The show was a couple of days in when I got
a tap on the shoulder, and there was Jake – not a kid any
more, but recognisably Jake. He said: "I've got someone with
me you might like to meet”…
And there he was – Huge Euge Himself -
tall, much less hairy that I expected (the pictures I'd seen of
him had shown him as quite hirsute), with an intense, lively gaze
and a big, ready smile. Of course, for a few seconds I was a complete
fanboy – in awe of the man, sheepishly shaking hands and
mumbling out my appreciation and respect for his works. After
all, not only had those games brought me huge amounts of enjoyment,
they gave me the inspiration to pursue a career in videogames
myself. Eugene was really nice and friendly about my gibbering,
though.
The three of us sloped off to a bar area at
the show hall (under the circumstances, I decided to take the
afternoon off from demonstrating the Jag CD-ROM) and he bought
us all a beer and we sat and chatted. I asked him about Llamatron
- had he seen it, did he mind that I'd made it? He told me he'd
seen it, he didn't mind I'd made it, and that he LIKED it. I think
you could have killed me at that point and I would have died happy.
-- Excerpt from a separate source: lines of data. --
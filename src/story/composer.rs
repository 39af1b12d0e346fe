// ============================================================
// Layer 5 — Narrative Composer
// ============================================================
// Emits exactly four paragraphs in a fixed rhetorical shape:
//
//   1. Orientation — generic framing, independent of any term
//   2. Cast        — the first three terms as metaphorical roles
//   3. Process     — how the roles hand off to one another,
//                    with an optional 4th "integration" role
//   4. Snapshot    — the template's fixed opener, then one
//                    closing sentence reusing the first three
//
// Hard style rule: terms are woven into full sentences, never
// concatenated into a delimiter-separated list — the validator
// has a dedicated check for exactly that anti-pattern, so the
// composed text deliberately avoids `、` and `,` after colons.
//
// The output is ALWAYS four paragraphs. When fewer terms are
// available the missing roles fall back to generic labels, and
// terms beyond the fourth are simply dropped — never padded
// into extra paragraphs.
//
// Reference: Rust Book §8 (Strings)

use crate::domain::narrative::Narrative;

/// Role labels used when a slot has no extracted term to fill it.
const DEFAULT_LEAD: &str = "核心技術";
const DEFAULT_TOOLKIT: &str = "主要工具";
const DEFAULT_OUTCOME: &str = "產出方式";

/// Compose the four-paragraph narrative from the selected terms.
///
/// `selected` is the selector's output in rank order; only the
/// first four entries are ever used. `snapshot_starter` is the
/// template's literal opener for the final paragraph.
pub fn compose(selected: &[String], snapshot_starter: &str) -> Narrative {
    // Cast the first three terms as lead / toolkit / outcome,
    // falling back to generic role labels when absent.
    let lead = selected.first().map(String::as_str).unwrap_or(DEFAULT_LEAD);
    let toolkit = selected.get(1).map(String::as_str).unwrap_or(DEFAULT_TOOLKIT);
    let outcome = selected.get(2).map(String::as_str).unwrap_or(DEFAULT_OUTCOME);
    let integration = selected.get(3).map(String::as_str);

    // Paragraph 1 — orientation. No terms on purpose: the reader
    // should understand what kind of story this is before any
    // technology is named.
    let p1 = "拿到一份又長又厚的內容時，先不用急著鑽進細節。\
              這個故事要做的，是把整份內容的核心主題翻成一眼就懂的白話，\
              讓你先弄清楚它想帶你把哪件事做成也做穩。"
        .to_string();

    // Paragraph 2 — cast. Each role gets its own full sentence.
    let p2 = format!(
        "你可以把 {lead} 想成整個故事的主角，它決定了主線要往哪裡走；\
         {toolkit} 則像主角隨身的工具箱，負責把抽象的想法變成可以動手的步驟；\
         而 {outcome} 是最後留在桌上的成果形狀，讓你看得見也檢查得了。"
    );

    // Paragraph 3 — process. The integration role only joins the
    // relay when a fourth term actually exists.
    let p3 = match integration {
        Some(glue) => format!(
            "接下來的流程像一場接力：先讓 {lead} 把方向釘住，\
             再用 {toolkit} 把事情拆成一步一步能完成的小任務；\
             中途由 {glue} 負責串接與整合的細節，\
             最後把成果落在 {outcome} 上，反覆驗證再慢慢調穩。"
        ),
        None => format!(
            "接下來的流程像一場接力：先把方向釘住，\
             再用 {toolkit} 把事情拆成一步一步能完成的小任務；\
             最後把成果落在 {outcome} 上，反覆驗證再慢慢調穩。"
        ),
    };

    // Paragraph 4 — snapshot. Must begin with the exact starter.
    let p4 = format!(
        "{snapshot_starter}：腦中留下這張快照就夠了——\
         這份內容用 {lead} 把主線定清楚，靠 {toolkit} 把路徑拆開，\
         最後讓成果落在 {outcome} 上，看得見也驗得到。"
    );

    Narrative::new(vec![p1, p2, p3, p4])
}

// ─── Unit Tests ───────────────────────────────────────────────────────────────
#[cfg(test)]
mod tests {
    use super::*;

    fn terms(list: &[&str]) -> Vec<String> {
        list.iter().map(|s| s.to_string()).collect()
    }

    #[test]
    fn test_always_four_paragraphs() {
        for n in [0usize, 1, 3, 5] {
            let names: Vec<String> = (0..n).map(|i| format!("Term{i}")).collect();
            let story = compose(&names, "一句話收斂");
            assert_eq!(story.len(), 4, "failed for {n} terms");
        }
    }

    #[test]
    fn test_snapshot_paragraph_starts_with_marker() {
        let story = compose(&terms(&["Cursor", "GitHub", "Pages"]), "一句話收斂");
        assert!(story.paragraphs[3].starts_with("一句話收斂："));
    }

    #[test]
    fn test_cast_paragraph_embeds_terms_in_sentences() {
        let story = compose(&terms(&["Cursor", "GitHub", "Pages", "Action"]), "快照");
        let cast = &story.paragraphs[1];
        // At least two of the selected terms, in prose, not a list
        assert!(cast.contains("Cursor"));
        assert!(cast.contains("GitHub"));
        assert!(!cast.contains("Cursor、GitHub"));
        assert!(!cast.contains("Cursor, GitHub"));
    }

    #[test]
    fn test_fourth_term_joins_the_process() {
        let with = compose(&terms(&["A1x", "B2x", "C3x", "D4x"]), "快照");
        assert!(with.paragraphs[2].contains("D4x"));

        let without = compose(&terms(&["A1x", "B2x", "C3x"]), "快照");
        assert!(!without.paragraphs[2].contains("D4x"));
    }

    #[test]
    fn test_missing_roles_fall_back_to_labels() {
        let story = compose(&[], "快照");
        let joined = story.joined();
        assert!(joined.contains("核心技術"));
        assert!(joined.contains("主要工具"));
        assert!(joined.contains("產出方式"));
    }

    #[test]
    fn test_excess_terms_are_dropped_not_padded() {
        let many = terms(&["A1x", "B2x", "C3x", "D4x", "E5x", "F6x"]);
        let story = compose(&many, "快照");
        assert_eq!(story.len(), 4);
        assert!(!story.joined().contains("E5x"));
        assert!(!story.joined().contains("F6x"));
    }

    #[test]
    fn test_no_enumeration_after_colons() {
        // The composer must never produce `：a、b、c` shapes itself
        let story = compose(&terms(&["Cursor", "GitHub", "Pages", "Action"]), "一句話收斂");
        for para in &story.paragraphs {
            if let Some(pos) = para.find('：') {
                let tail: String = para[pos..].chars().take(51).collect();
                let seps = tail.chars().filter(|c| *c == '、' || *c == ',').count();
                assert!(seps < 2, "enumeration after colon in: {para}");
            }
        }
    }
}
We went and hung out some more in the exhibition hall and dropped
by the Atari stand where I got him to have a go on Tempest 2000.
He told me about the time when Defender first came out and Tempest
was considered to be a close rival. He gave every appearance of
enjoying playing my humble Jaguar update, and I wonder if he saw
in the pixel-shatter effects of that game the blatant influence
of the explosions from the likes of Defender and Robotron - I
hope he did.

Euge gives Tempest 2000 a whirl,
while looking at YOU.
At the time, Eugene was working on Cruis'n USA,
and Midway were demonstrating it behind closed doors at a location
a few blocks away from the exhibition centre. I was quite interested
to see that, since it was supposedly running on something which
was akin to Nintendo's upcoming N64 hardware - still, at that
stage, only known as ‘Project Reality’. Eugene said
he could blag me in by lending me a Midway employee's name tag,
and so we left the exhibition and bundled into his car (which
was yellow and which he drove with vim and vigour, I recall).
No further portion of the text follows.